The role of psychology in the church is a challenging subject since there are things within the discipline of psychology that have proven very helpful to some people. With this being said, I lean on people who have made counseling their life’s work in order to gain my footing on the subject. Some of these people would be counselors such as David Powlison and Ed Welch from CCEF. I particularly love the vision they have for restoring Christ-centered counseling to the church. However, that is another subject for another time…
Psychology has no ability or even an inclination to deal with the motivations of the heart. Even many contemporary Christian psychology models (hence the use of the phrase: “Counseling that is Christian”), do not address the root issue that faces humanity, we are sinners. The problem with our heart (our motivation) is not that it has a leaky “love tank” longing to be filled or that we each possess a language of love that needs to be learned. To be sure, both our “love tank” and “love language” can be helpful analogies with corresponding techniques, however, the Bible depicts the heart – our motivation to think and act, as the problem. Our motivations are polluted and need to be cleaned up. According to Scripture, the heart is fixated on not believing God as the source of our joy and that is seen in our willful disobedience to what God commands. Our heart is an idol-making factory making false gods out of people’s approval, comfort, control, and pleasure. In other words, we put ourselves on the throne that only God should occupy.

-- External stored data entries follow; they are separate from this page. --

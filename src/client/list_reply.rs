use serde::Deserialize;
use crate::record::Record;
use crate::tools::{Error, Result};

/// What `GET /records` answered: a bare list or an envelope with a total.
#[derive(Debug,Clone,PartialEq)]
pub struct ListReply
{
	pub records:Vec<Record>,
	/// number of matching records on the server, may exceed `records.len()` for paged requests
	pub total_count:usize,
}

#[derive(Deserialize)]
#[serde(untagged)]
enum WireReply
{
	Bare(Vec<Record>),
	Envelope{
		#[serde(alias = "patients")]
		records:Vec<Record>,
		#[serde(rename = "totalCount", default)]
		total_count:Option<usize>
	}
}

impl ListReply
{
	pub fn parse(body:&[u8]) -> Result<ListReply>
	{
		let reply:WireReply = serde_json::from_slice(body)
			.map_err(|e|Error::ResponseShape(format!("expected a list of records or {{records, totalCount}}: {e}")))?;
		Ok(match reply {
			WireReply::Bare(records) => ListReply{total_count:records.len(),records},
			WireReply::Envelope {records,total_count} =>
				ListReply{total_count:total_count.unwrap_or(records.len()),records}
		})
	}
}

Counseling that is Christian will help people see how truth collides with the desires of our heart. Counseling that is Christian will show how to stop the leak that has been created and then fill the tank with the Gospel of Jesus Christ from which then flows the ability to love others as He has loved us. Psychology on the other hand can only speak to personal wounding that has either been thrust on the individual or resulting from some “dysfunction” that, with the right insight or drugs, can be resolved without God. I see this one distinction as the Achilles heel of the psychological model. Psychology can only deal with what is produced from the heart and not the heart itself.
The psychologist deals with personal issues like an interior decorator working with a resident unable to clean up a home that is hopelessly cluttered with old furniture and garbage. Working with the occupant the psychologist determines the right dimensions of the room, the value of the furniture, and related memorabilia, then applies a color scheme that “works” with the newly-chosen contents of the room. When the job is done the room has been skillfully arranged and deemed livable again with the aid of the psychologist. Counseling that is Christian has a different goal altogether. This counselor works with the resident to examine the clutter to see why it is there in the first place. Over the course of time, the counselor will guide the resident to identify items that should stay and things that need to be thrown away based upon the desires of the true owner of the house, Jesus Christ.
Both examples feature people with issues that need to be dealt with. Both examples center on a counselor providing help in making the residence livable. However, only a counselor who is a Christian can evaluate a course of action in light of the Lordship of Jesus Christ. Psychology holds no such authority structure nor does it have binding truth claims that must be brought to bear on the individual seeking help. At best psychology helps a person’s life be livable. Counseling that is Christian helps a person live as they were intended – a life that joyfully glorifies the God who gave them life. This distinction between secular psychology and Biblical counseling makes all the difference.